Intel Ultrabooks to Dip Below $1,000 by End of Year

Intel has big plans for its Ultrabook concept. At least one Santa Clara executive is banking on Ultrabooks accounting for 40 percent of the entire notebook market by the end of 2012, and while that sounds a bit ambitious, Intel is even more confident that we'll see Ultrabook models ship for less than $999 by the end of this year.

How confident? Enough to pour $300 million into an Ultrabook fund, details of which we covered here. We also touched on Asus' UX21, which provided the first glimpse of what an Ultrabook will look like earlier this year at the Computex convention. But it's not just Asus jumping on board. According to Reuters, Acer and Lenovo also have plans to release Ultrabooks, and between the three, prices will dip down to three digits, possibly as early as this quarter.


Acer's version of an Ultrabook.

"We are working very hard to bring the Ultrabook into the mainstream... the prices will come down over time," Erik Reid, Intel's PC Client Group Manager of Mobile Platforms Division, said during a press conference in Taipei today.

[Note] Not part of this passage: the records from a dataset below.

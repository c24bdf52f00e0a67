use chrono::{DateTime, Utc};
use serde::{Deserialize, Serialize};
use uuid::Uuid;

use crate::money::Money;
use crate::types::{AcademicStatus, EntryMode, FeeType, Quota, RecordId, RecordStatus};

/// append-only payment log entry inside a fee record; negative amounts
/// record an outbound transfer to another record
#[derive(Debug, Clone, PartialEq, Serialize, Deserialize)]
pub struct Transaction {
    pub amount: Money,
    pub date: DateTime<Utc>,
    pub mode: String,
    pub reference: String,
}

/// one semester-scoped financial obligation
#[derive(Debug, Clone, PartialEq, Serialize, Deserialize)]
pub struct FeeRecord {
    pub id: RecordId,
    pub year: u8,
    pub semester: u8,
    pub fee_type: FeeType,
    pub amount_due: Money,
    pub amount_paid: Money,
    pub status: RecordStatus,
    pub transactions: Vec<Transaction>,
}

impl FeeRecord {
    /// create a fresh record with nothing paid
    pub fn new(year: u8, semester: u8, fee_type: FeeType, amount_due: Money) -> Self {
        Self {
            id: Uuid::new_v4(),
            year,
            semester,
            fee_type,
            amount_due,
            amount_paid: Money::ZERO,
            status: RecordStatus::derive(amount_due, Money::ZERO),
            transactions: Vec::new(),
        }
    }

    /// the only place `amount_paid` and `status` are written: credit the
    /// record (amount may be negative for transfers out), append the
    /// transaction, re-derive status
    pub fn post(&mut self, amount: Money, mode: &str, reference: &str, date: DateTime<Utc>) {
        self.amount_paid += amount;
        self.transactions.push(Transaction {
            amount,
            date,
            mode: mode.to_string(),
            reference: reference.to_string(),
        });
        self.status = RecordStatus::derive(self.amount_due, self.amount_paid);
    }

    /// change the due amount without touching what was already paid
    pub fn reprice(&mut self, amount_due: Money) {
        self.amount_due = amount_due;
        self.status = RecordStatus::derive(self.amount_due, self.amount_paid);
    }

    /// re-derive status against the current due/paid pair
    pub fn rederive_status(&mut self) {
        self.status = RecordStatus::derive(self.amount_due, self.amount_paid);
    }

    /// unpaid remainder, negative when over-paid
    pub fn outstanding(&self) -> Money {
        self.amount_due - self.amount_paid
    }

    /// sum of the transaction log, negative entries included
    pub fn transaction_total(&self) -> Money {
        self.transactions.iter().map(|t| t.amount).sum()
    }

    pub fn is_settled(&self) -> bool {
        self.status == RecordStatus::Paid
    }
}

/// one enrolled student with their fee ledger
#[derive(Debug, Clone, Serialize, Deserialize)]
pub struct Student {
    pub usn: String,
    pub department: String,
    pub current_year: u8,
    pub quota: Quota,
    pub entry: EntryMode,
    pub status: AcademicStatus,

    pub transport_opted: bool,
    pub hostel_opted: bool,
    pub placement_opted: bool,

    // persisted annual rates, used to regenerate the next year's records
    pub annual_college_fee: Money,
    pub annual_transport_fee: Money,
    pub annual_hostel_fee: Money,
    pub annual_placement_fee: Money,

    // cached per-category outstanding balances for the current year
    pub college_fee_due: Money,
    pub transport_fee_due: Money,
    pub hostel_fee_due: Money,
    pub placement_fee_due: Money,

    // balance carried from before ledger adoption, reporting only
    pub last_sem_dues: Money,

    pub fee_records: Vec<FeeRecord>,

    // consumed by external reporting, never by the promotion gate
    pub eligibility_override: Option<bool>,
}

impl Student {
    /// create a bare active student with an empty ledger
    pub fn new(
        usn: impl Into<String>,
        department: impl Into<String>,
        current_year: u8,
        quota: Quota,
        entry: EntryMode,
    ) -> Self {
        Self {
            usn: usn.into(),
            department: department.into(),
            current_year,
            quota,
            entry,
            status: AcademicStatus::Active,
            transport_opted: false,
            hostel_opted: false,
            placement_opted: false,
            annual_college_fee: Money::ZERO,
            annual_transport_fee: Money::ZERO,
            annual_hostel_fee: Money::ZERO,
            annual_placement_fee: Money::ZERO,
            college_fee_due: Money::ZERO,
            transport_fee_due: Money::ZERO,
            hostel_fee_due: Money::ZERO,
            placement_fee_due: Money::ZERO,
            last_sem_dues: Money::ZERO,
            fee_records: Vec::new(),
            eligibility_override: None,
        }
    }

    pub fn is_active(&self) -> bool {
        self.status == AcademicStatus::Active
    }

    /// persisted annual rate for a category
    pub fn annual_fee(&self, fee_type: FeeType) -> Money {
        match fee_type {
            FeeType::College => self.annual_college_fee,
            FeeType::Transport => self.annual_transport_fee,
            FeeType::Hostel => self.annual_hostel_fee,
            FeeType::Placement => self.annual_placement_fee,
            FeeType::Other => Money::ZERO,
        }
    }

    pub fn set_annual_fee(&mut self, fee_type: FeeType, amount: Money) {
        match fee_type {
            FeeType::College => self.annual_college_fee = amount,
            FeeType::Transport => self.annual_transport_fee = amount,
            FeeType::Hostel => self.annual_hostel_fee = amount,
            FeeType::Placement => self.annual_placement_fee = amount,
            FeeType::Other => {}
        }
    }

    /// cached outstanding counter for a category
    pub fn due_counter(&self, fee_type: FeeType) -> Money {
        match fee_type {
            FeeType::College => self.college_fee_due,
            FeeType::Transport => self.transport_fee_due,
            FeeType::Hostel => self.hostel_fee_due,
            FeeType::Placement => self.placement_fee_due,
            FeeType::Other => Money::ZERO,
        }
    }

    pub fn due_counter_mut(&mut self, fee_type: FeeType) -> Option<&mut Money> {
        match fee_type {
            FeeType::College => Some(&mut self.college_fee_due),
            FeeType::Transport => Some(&mut self.transport_fee_due),
            FeeType::Hostel => Some(&mut self.hostel_fee_due),
            FeeType::Placement => Some(&mut self.placement_fee_due),
            FeeType::Other => None,
        }
    }

    /// whether the student participates in a category; college is implicit
    pub fn is_opted(&self, fee_type: FeeType) -> bool {
        match fee_type {
            FeeType::College => true,
            FeeType::Transport => self.transport_opted,
            FeeType::Hostel => self.hostel_opted,
            FeeType::Placement => self.placement_opted,
            FeeType::Other => false,
        }
    }

    pub fn set_opted(&mut self, fee_type: FeeType, opted: bool) {
        match fee_type {
            FeeType::Transport => self.transport_opted = opted,
            FeeType::Hostel => self.hostel_opted = opted,
            FeeType::Placement => self.placement_opted = opted,
            FeeType::College | FeeType::Other => {}
        }
    }

    /// aggregate of the four cached counters
    pub fn total_due(&self) -> Money {
        FeeType::BILLABLE
            .iter()
            .map(|fee_type| self.due_counter(*fee_type))
            .sum()
    }

    /// authoritative counter resync value: total due across the category's
    /// current-year records
    pub fn current_year_due_total(&self, fee_type: FeeType) -> Money {
        self.fee_records
            .iter()
            .filter(|r| r.fee_type == fee_type && r.year == self.current_year)
            .map(|r| r.amount_due)
            .sum()
    }

    pub fn record_by_id(&self, id: RecordId) -> Option<&FeeRecord> {
        self.fee_records.iter().find(|r| r.id == id)
    }

    pub fn record_for(&self, year: u8, semester: u8, fee_type: FeeType) -> Option<&FeeRecord> {
        self.fee_records
            .iter()
            .find(|r| r.year == year && r.semester == semester && r.fee_type == fee_type)
    }

    /// first record of the type still pending or partial, optionally scoped
    /// to a year
    pub fn first_open_record_mut(
        &mut self,
        fee_type: FeeType,
        year: Option<u8>,
    ) -> Option<&mut FeeRecord> {
        self.fee_records.iter_mut().find(|r| {
            r.fee_type == fee_type
                && !r.is_settled()
                && year.map_or(true, |y| r.year == y)
        })
    }
}

/// serializable fee summary for calling code
#[derive(Debug, Serialize, Deserialize)]
pub struct StudentView {
    pub usn: String,
    pub department: String,
    pub current_year: u8,
    pub status: AcademicStatus,
    pub total_due: Money,
    pub categories: Vec<CategoryView>,
    pub record_count: usize,
}

#[derive(Debug, Serialize, Deserialize)]
pub struct CategoryView {
    pub fee_type: FeeType,
    pub opted: bool,
    pub annual_fee: Money,
    pub due_counter: Money,
    pub ledger_due: Money,
    pub ledger_paid: Money,
}

impl StudentView {
    pub fn from_student(student: &Student) -> Self {
        let categories = FeeType::BILLABLE
            .iter()
            .map(|&fee_type| {
                let records = student
                    .fee_records
                    .iter()
                    .filter(|r| r.fee_type == fee_type);
                let (ledger_due, ledger_paid) = records.fold(
                    (Money::ZERO, Money::ZERO),
                    |(due, paid), r| (due + r.amount_due, paid + r.amount_paid),
                );
                CategoryView {
                    fee_type,
                    opted: student.is_opted(fee_type),
                    annual_fee: student.annual_fee(fee_type),
                    due_counter: student.due_counter(fee_type),
                    ledger_due,
                    ledger_paid,
                }
            })
            .collect();

        Self {
            usn: student.usn.clone(),
            department: student.department.clone(),
            current_year: student.current_year,
            status: student.status,
            total_due: student.total_due(),
            categories,
            record_count: student.fee_records.len(),
        }
    }

    /// convert to pretty-printed json string
    pub fn to_json_pretty(&self) -> Result<String, serde_json::Error> {
        serde_json::to_string_pretty(self)
    }
}
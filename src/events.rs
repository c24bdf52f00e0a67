use chrono::{DateTime, Utc};
use serde::{Deserialize, Serialize};

use crate::money::Money;
use crate::types::{FeeType, RecordId};

/// all events that can be emitted by the ledger engines
#[derive(Debug, Clone, PartialEq, Serialize, Deserialize)]
pub enum Event {
    // payment events
    PaymentReceived {
        usn: String,
        record_id: RecordId,
        fee_type: FeeType,
        year: u8,
        semester: u8,
        amount: Money,
        mode: String,
        reference: String,
        timestamp: DateTime<Utc>,
    },
    DueCleared {
        usn: String,
        fee_type: FeeType,
        records_closed: u32,
        timestamp: DateTime<Utc>,
    },

    // generation events
    RecordsGenerated {
        usn: String,
        fee_type: FeeType,
        year: u8,
        semester_a_due: Money,
        semester_b_due: Money,
    },
    CategoryAssigned {
        usn: String,
        fee_type: FeeType,
        year: u8,
        amount: Money,
    },
    RateUpdated {
        usn: String,
        fee_type: FeeType,
        year: u8,
        annual_amount: Money,
    },
    StudentEnrolled {
        usn: String,
        year: u8,
        timestamp: DateTime<Utc>,
    },

    // reconciliation events
    DuplicatesMerged {
        usn: String,
        year: u8,
        semester: u8,
        fee_type: FeeType,
        absorbed: u32,
    },
    PaidRecalculated {
        usn: String,
        record_id: RecordId,
        old_amount: Money,
        new_amount: Money,
    },
    ExcessTransferred {
        usn: String,
        from_semester: u8,
        to_semester: u8,
        amount: Money,
        timestamp: DateTime<Utc>,
    },

    // promotion events
    StudentPromoted {
        usn: String,
        from_year: u8,
        to_year: u8,
        timestamp: DateTime<Utc>,
    },
    StudentGraduated {
        usn: String,
        timestamp: DateTime<Utc>,
    },
    PromotionSkipped {
        usn: String,
        year: u8,
        reasons: Vec<String>,
    },
}

/// event store for collecting events during operations
#[derive(Debug, Default)]
pub struct EventStore {
    events: Vec<Event>,
}

impl EventStore {
    pub fn new() -> Self {
        Self {
            events: Vec::new(),
        }
    }

    pub fn emit(&mut self, event: Event) {
        self.events.push(event);
    }

    pub fn take_events(&mut self) -> Vec<Event> {
        std::mem::take(&mut self.events)
    }

    pub fn events(&self) -> &[Event] {
        &self.events
    }

    pub fn clear(&mut self) {
        self.events.clear();
    }
}

/// external audit sink; `record` is fire-and-forget and implementations
/// must swallow their own failures
pub trait AuditSink {
    fn record(&self, event: &Event);
}

/// sink that discards everything
#[derive(Debug, Default)]
pub struct NullSink;

impl AuditSink for NullSink {
    fn record(&self, _event: &Event) {}
}

#[cfg(test)]
mod tests {
    use super::*;

    #[test]
    fn test_event_store_drain() {
        let mut events = EventStore::new();
        events.emit(Event::StudentGraduated {
            usn: "1AB20CS001".to_string(),
            timestamp: Utc::now(),
        });

        assert_eq!(events.events().len(), 1);
        let drained = events.take_events();
        assert_eq!(drained.len(), 1);
        assert!(events.events().is_empty());
    }
}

Intel isn't planning to stop at the mainstream consumer market. The Santa Clara chip maker is also pitching its Ultrabook concept at heavy hitters in the enterprise sector, including Dell and HP, though nothing immediate is planned. When they do ship, however, we suspect the idea of a powerful, lightweight, and trendy machine will be one that's well received in the workplace.